A content marketing strategy is how each channel and type of content connects and helps you reach a larger goal. There’s no one way to do content marketing for nonprofits. And there’s no single cut-and-paste marketing tactic, method, or campaign that’s going to produce the same result every time. Where you start depends on key factors. 

Where to start content marketing for nonprofits

You have options when mixing and matching content marketing channels and types of content. But starting to do content marketing for your nonprofit comes down to three things: your goals, your audience, and your resources. 

Each informs the others until you have a reasonable, sustainable, and actionable path forward. It’s a three-leg framework that can ensure you’re not starting something you can’t maintain, which can be worse than not starting at all. 

A little louder for the people in the back: Build something that you can maintain. This means that you don’t need to let yourself be bullied by Instagram influencers who tell you that you need to be everywhere all the time to be effective.

1. Define your goal

If you’re doing content marketing for the first time or trying to gain momentum in your current program, the more you can focus on one outcome per campaign, the better. Of course, that doesn’t mean you have to pick one goal forever. You can complete the three-leg framework for all your nonprofit goals and craft unique content marketing plans for each.

If you think your one goal is to get donations, I challenge you to think again. There are many ways to secure donations, and each way is a goal in itself. Goals can be seasonal, aligning with major holidays and community events. Or they can be focussed on hiring or turning board members into mission ambassadors. All of those can significantly impact donation milestones that support your nonprofit’s mission.

Examples of nonprofit marketing goals that aren’t just “secure donations”: 

  • Building interest in your event at a community center. 

  • Growing your social media following. 

  • Earning more traffic to your website. 

  • Increasing online or recurring donations. 

  • Signing up more volunteers. 

  • Expanding your authority on a topic related to your mission.

  • Generating more impact stories.

2. Define your audience

Your audience is who you’re talking to in or attracting with your content. Not every goal is suited for every audience. But your audience is essential for determining the content format you’ll use to reach them. 

As you consider your audience, think about the groups that interact with you most now. Then ask yourself if they make up your ideal customer persona (ICP) and represent the values and financial and behavioral attributes of your biggest donors or most passionate mission ambassadors. 

Let’s say your goal is to sign up more volunteers. Your audience is your ideal volunteer: students and young professionals motivated to earn senior project or internship credits, for example. You know this because this group already comprises your most committed current volunteers. (If you want more help figuring out your ICP, check out the recording from our content planning workshop.)

Because your volunteers are students, you deduce they get their news from social media and one another. So your physical content types might include printed materials you can distribute in or around schools. And your digital marketing content types might be short videos or images of current volunteers shared across social media, highlighting the benefits of volunteering and how to get involved. 
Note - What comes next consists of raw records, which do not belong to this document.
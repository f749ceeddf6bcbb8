//! Logging configuration from TOML (`[logging]` section)

use super::repl::expand_home;
use serde::{Deserialize, Serialize};
use std::path::PathBuf;

/// Raw logging configuration from TOML
#[derive(Debug, Clone, Default, PartialEq, Serialize, Deserialize)]
#[serde(default)]
pub struct FileLoggingConfig {
    /// Diagnostic log file; stderr when unset
    pub file: Option<String>,
    /// JSONL audit log of engine events; disabled when unset
    pub event_log: Option<String>,
}

impl FileLoggingConfig {
    pub fn file_path(&self) -> Option<PathBuf> {
        self.file.as_deref().map(expand_home)
    }

    pub fn event_log_path(&self) -> Option<PathBuf> {
        self.event_log.as_deref().map(expand_home)
    }
}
3. Define your resources (and be honest about them)

Your means for content marketing are the tools and knowledge you can access right now. If you don’t know how to update your website, search engine optimization might not be the right content marketing channel for your nonprofit organization. But if you have writing experience and a knack for storytelling, starting a nonprofit blog might be a more effective content type. 

Be honest with yourself about your tools and knowledge. And prioritize content marketing goals that align with them and won’t need significant investment, investigation, resources, or ramp-up time.  
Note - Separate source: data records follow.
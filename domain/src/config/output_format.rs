//! Output format value object

use serde::{Deserialize, Serialize};

/// Output format for suggestions, consensus and listings
///
/// This is a domain concept representing how results should be rendered.
#[derive(Debug, Clone, Copy, PartialEq, Eq, Default, Serialize, Deserialize)]
#[serde(rename_all = "lowercase")]
pub enum OutputFormat {
    /// Colored human-readable text (default)
    #[default]
    Text,
    /// JSON output
    Json,
}
//! Pairwise option-correlation model
//!
//! Every ordered pair of distinct options in a ballot owns four rows (two
//! directions, two predicate polarities). Rows start neutral and drift by an
//! exponential moving average as sessions vote on both sides of a pair.
//!
//! ```text
//!   option created ──► initial_keys ──► 4 rows / existing option @ 0.5
//!   vote recorded  ──► plan_vote_updates ──► EMA step per touched row
//! ```

pub mod entities;
pub mod rule;
pub mod table;

pub use entities::{
    Correlation, CorrelationKey, EMA_WEIGHT, NEUTRAL_CORRELATION, observed_score,
};
pub use rule::{CorrelationUpdate, initial_keys, plan_vote_updates};
pub use table::CorrelationTable;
Tips for building a nonprofit content marketing strategy

In nonprofit environments where time is short, a content strategy for your nonprofit can keep you on track or lay the groundwork for delegating tasks to an employee, volunteer, or contractor. 

1. Set a campaign content calendar

When you’re creating a content strategy, consider any seasonal changes, major events, or upcoming events that will inform your schedule. Once you have your date, work backward, establishing milestone dates you can meet. Your timeline includes the time you need to build and launch content and the time it takes you to create or design it, too. 

The amount of time you’ll need depends on your means and resources. In my experience, a reasonable content campaign runway is anywhere from two to four weeks, more if you’re promoting a fundraiser or event with lots of logistics. 

Nonprofit seasonality can also determine how frequently you pursue content campaigns. At the very least, consider at least one major content marketing initiative per quarter surrounded by smaller, quick-turn campaigns (i.e., your monthly email newsletter). Successful content marketing differentiates channels for major and supplemental campaigns to avoid oversaturating one channel — and its audience — with content. 

2. Publish content on the right channels

Not every content type is right for every channel, especially in the nonprofit sector where you’re focused on telling impactful community stories and moving everyday people to action. Knowing where to publish certain content assets can mean the difference between getting results and getting lost in someone’s feed or inbox. 

For example, let’s say you’re trying to decide between writing a news release or a blog. That depends on your goal and audience. Write a press release if you want to inform journalists and news agencies of your timely, interesting update. 

Generally, you should save blogs for more long-form, evergreen content. Nonprofit blogs are stories that won’t be dated after a few weeks or months or need consistent content updates. That’s what is meant by evergreen. An update or teaser for an upcoming or recent event would make a better email than a blog—unlike evergreen content, this information has a shelf-life.

But a blog explaining who you connected with and how you positively affected your community at an event has much greater staying power. Meanwhile, a long-form blog with paragraph-heavy content isn’t great for social media where highly sharable images and videos thrive. 

3. Repurpose content across channels

When you repurpose content, you save yourself the trouble of trying to create a unique story for every channel. But repurposing content is one of the best ways to ensure you make the most of a single piece of content. A successful nonprofit impact story has more life than you realize, for example.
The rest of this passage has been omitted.